### YOUR GOAL
Nothing should change. Output the data exactly.

···

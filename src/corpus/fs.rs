// src/corpus/fs.rs

use std::path::PathBuf;

use async_trait::async_trait;

use super::{CorpusSource, INDEX_FILE, record_file_name};
use crate::{error::FetchError, models::index::CorpusIndex};

/// Corpus laid out on a local directory.
#[derive(Debug, Clone)]
pub struct FsCorpus {
    root: PathBuf,
}

impl FsCorpus {
    pub fn new(root: impl Into<PathBuf>) -> Self {
        Self { root: root.into() }
    }

    fn record_path(&self, subject: &str, topic: &str) -> PathBuf {
        self.root.join(subject).join(record_file_name(topic))
    }
}

#[async_trait]
impl CorpusSource for FsCorpus {
    async fn fetch_index(&self) -> Result<CorpusIndex, FetchError> {
        let body = tokio::fs::read_to_string(self.root.join(INDEX_FILE)).await?;
        serde_json::from_str(&body).map_err(|e| FetchError::Parse(e.to_string()))
    }

    async fn fetch_records(&self, subject: &str, topic: &str) -> Result<String, FetchError> {
        Ok(tokio::fs::read_to_string(self.record_path(subject, topic)).await?)
    }

    fn record_location(&self, subject: &str, topic: &str) -> String {
        self.record_path(subject, topic).display().to_string()
    }
}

···

### EXERCISE SOLUTION
filename src/corpus/fs.rs
// src/corpus/fs.rs

use std::path::PathBuf;

use async_trait::async_trait;

use super::{CorpusSource, INDEX_FILE, record_file_name};
use crate::{error::FetchError, models::index::CorpusIndex};

/// Corpus laid out on a local directory.
#[derive(Debug, Clone)]
pub struct FsCorpus {
    root: PathBuf,
}

impl FsCorpus {
    pub fn new(root: impl Into<PathBuf>) -> Self {
        Self { root: root.into() }
    }

    fn record_path(&self, subject: &str, topic: &str) -> PathBuf {
        self.root.join(subject).join(record_file_name(topic))
    }
}

#[async_trait]
impl CorpusSource for FsCorpus {
    async fn fetch_index(&self) -> Result<CorpusIndex, FetchError> {
        let body = tokio::fs::read_to_string(self.root.join(INDEX_FILE)).await?;
        serde_json::from_str(&body).map_err(|e| FetchError::Parse(e.to_string()))
    }

    async fn fetch_records(&self, subject: &str, topic: &str) -> Result<String, FetchError> {
        Ok(tokio::fs::read_to_string(self.record_path(subject, topic)).await?)
    }

    fn record_location(&self, subject: &str, topic: &str) -> String {
        self.record_path(subject, topic).display().to_string()
    }
}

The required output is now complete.